Merhaba Turkey #6 – Experiencing the hamam

No visit to Turkey is complete without a Turkish Bath or a visit to the hamam. In Kalkan, there are a wealth of places offering this traditional treatment from the high-end luxury to the slightly dubious alternative therapy outlets, we plumped for the Elixir Hotel – for a number of reasons, it was a) round the corner b) a well-known establishment and c) had a huge bleedin’ sign outside, which was hard to miss.  We booked our slot at reception and our masseur came out to great us. Referred to as ‘Pumpkin’, our masseur is exactly what you would expect in a Turkish Hamam, a big burly Turk, who maybe for the British, might border on the over familiar.

In the hamam

Feeling trepidatious we followed Pumpkin down into the hotel’s cellar to the Turkish bath, a large tiled, marble room with basins lining the walls and copper dishes, green from continual submersion, ready for use.  There’s something about a Turkish bath which feels quite primal and ritualistic, lying down on the hard marble slab in the centre of the room, Pumpkin gets to work scrubbing you down with a rough exfoliating mitt before you become swallowed in cascade of lemony fresh, foamy, bubbles. Rinsed down, I sat whilst Tom took his turn on the marble plinth.hamam

HamamPoor Tom, so willingly to try these new treatments with his overly confident girlfriend, had a slight shock as Pumpkin lent his whole body weight on Tom’s backside, pummelling his shoulders whilst dishing out orders to ‘Relax’.  Feeling like an overworked piece of dough, Tom and I, propped ourselves up on a bar stool, being served french fries and mayonnaise by Pumpkin (who was also the bar manager, receptionist, hotel manager, matre ‘d…) looking for reassurance that we both felt thoroughly relaxed.

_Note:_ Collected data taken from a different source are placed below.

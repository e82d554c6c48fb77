use serde::Serialize;

use super::{is_absent, non_empty, DEFAULT_MODEL_CONFIG};

/// Body of `POST /chat` and `POST /chat/stream`.
#[derive(Debug, Clone, PartialEq, Serialize)]
pub struct ChatRequest {
    message: String,
    model_config: String,
    #[serde(skip_serializing_if = "is_absent")]
    session_id: Option<String>,
}

impl ChatRequest {
    pub fn new(message: impl Into<String>) -> Self {
        Self {
            message: message.into(),
            model_config: DEFAULT_MODEL_CONFIG.to_string(),
            session_id: None,
        }
    }

    pub fn with_model_config(mut self, model_config: impl Into<String>) -> Self {
        self.model_config = model_config.into();
        self
    }

    /// Attach server-side conversation memory. Empty ids are ignored.
    pub fn with_session_id(mut self, session_id: impl Into<String>) -> Self {
        self.session_id = non_empty(session_id);
        self
    }

    pub fn message(&self) -> &str {
        &self.message
    }

    pub fn model_config(&self) -> &str {
        &self.model_config
    }

    pub fn session_id(&self) -> Option<&str> {
        self.session_id.as_deref()
    }
}
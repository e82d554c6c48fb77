use std::ops::Deref;

use serde::{Deserialize, Serialize};
use serde_json::Value;

use super::{JsonObject, DEFAULT_MODEL_CONFIG};

pub const DEFAULT_PROMPT_TYPE: &str = "general";
pub const DEFAULT_CONFIG_TYPE: &str = "generic";

/// Body of `POST /summarize`.
///
/// `prompt_type` selects the summary style on the server: `general`,
/// `technical`, `log`, `config` or `incident`.
#[derive(Debug, Clone, PartialEq, Serialize)]
pub struct SummarizeRequest {
    text: String,
    prompt_type: String,
    model_config: String,
}

impl SummarizeRequest {
    pub fn new(text: impl Into<String>) -> Self {
        Self {
            text: text.into(),
            prompt_type: DEFAULT_PROMPT_TYPE.to_string(),
            model_config: DEFAULT_MODEL_CONFIG.to_string(),
        }
    }

    pub fn with_prompt_type(mut self, prompt_type: impl Into<String>) -> Self {
        self.prompt_type = prompt_type.into();
        self
    }

    pub fn with_model_config(mut self, model_config: impl Into<String>) -> Self {
        self.model_config = model_config.into();
        self
    }

    pub fn text(&self) -> &str {
        &self.text
    }
}

/// Body of `POST /summarize/log`.
#[derive(Debug, Clone, PartialEq, Serialize)]
pub struct LogAnalysisRequest {
    log_content: String,
    model_config: String,
}

impl LogAnalysisRequest {
    pub fn new(log_content: impl Into<String>) -> Self {
        Self {
            log_content: log_content.into(),
            model_config: DEFAULT_MODEL_CONFIG.to_string(),
        }
    }

    pub fn with_model_config(mut self, model_config: impl Into<String>) -> Self {
        self.model_config = model_config.into();
        self
    }
}

/// Result of `POST /summarize/log`, kept as the service sent it.
#[derive(Debug, Clone, PartialEq, Serialize, Deserialize)]
#[serde(transparent)]
pub struct LogAnalysis(JsonObject);

impl LogAnalysis {
    pub fn analysis(&self) -> Option<&Value> {
        self.0.get("analysis")
    }

    /// Size of the analysed log in characters, as counted by the service.
    pub fn log_length(&self) -> Option<u64> {
        self.0.get("log_length").and_then(Value::as_u64)
    }

    pub fn line_count(&self) -> Option<u64> {
        self.0.get("line_count").and_then(Value::as_u64)
    }
}

impl Deref for LogAnalysis {
    type Target = JsonObject;

    fn deref(&self) -> &JsonObject {
        &self.0
    }
}

/// Body of `POST /summarize/config`.
#[derive(Debug, Clone, PartialEq, Serialize)]
pub struct ConfigAnalysisRequest {
    config_content: String,
    config_type: String,
    model_config: String,
}

impl ConfigAnalysisRequest {
    pub fn new(config_content: impl Into<String>) -> Self {
        Self {
            config_content: config_content.into(),
            config_type: DEFAULT_CONFIG_TYPE.to_string(),
            model_config: DEFAULT_MODEL_CONFIG.to_string(),
        }
    }

    /// Vendor dialect of the configuration, e.g. `cisco-ios` or `junos`.
    pub fn with_config_type(mut self, config_type: impl Into<String>) -> Self {
        self.config_type = config_type.into();
        self
    }

    pub fn with_model_config(mut self, model_config: impl Into<String>) -> Self {
        self.model_config = model_config.into();
        self
    }
}

/// Result of `POST /summarize/config`, kept as the service sent it.
#[derive(Debug, Clone, PartialEq, Serialize, Deserialize)]
#[serde(transparent)]
pub struct ConfigAnalysis(JsonObject);

impl ConfigAnalysis {
    pub fn analysis(&self) -> Option<&Value> {
        self.0.get("analysis")
    }

    pub fn config_type(&self) -> Option<&str> {
        self.0.get("config_type").and_then(Value::as_str)
    }

    pub fn config_length(&self) -> Option<u64> {
        self.0.get("config_length").and_then(Value::as_u64)
    }
}

impl Deref for ConfigAnalysis {
    type Target = JsonObject;

    fn deref(&self) -> &JsonObject {
        &self.0
    }
}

Louis de Bernières describes the experience of going to the hamam in ‘Birds without wings’ quite perfectly…

‘…they would both come out so exhausted they could hardly walk from the steaming and pummelling you got in there, and their faces would be glowing like lamps. It looked like a tiny little mosque with white walls and a dome, and when you got inside you poured water over yourself from a brass dish, and you just sat and sweated in the steam room until it was your turn to get scrubbed and battered by the masseuses. In the old days it was shiny black ugly eunuchs from Ethiopia, so they said. I’ll never forget, they used to fill a muslin bag with olive-oil soap suds and blow in it till it frothed, and waft the bag up and down you. It was lovely. And then they’d scrub you with a mitt made of rough string. You wouldn’t believe how much filthy skin got sloughed off. Anyway, it was a lovely place to go, and all the women could just sit around naked, huffing and puffing in the heat, laughing and gossiping, knowing no-ones husband was ever going to come in and ask for his dinner.’

 

 

Get the knack

Choose your hamam wisely – it can make or break your trip.

In most you keep your swimsuit on!

Be prepared for getting up close and personal with your masseuse and your other bathers.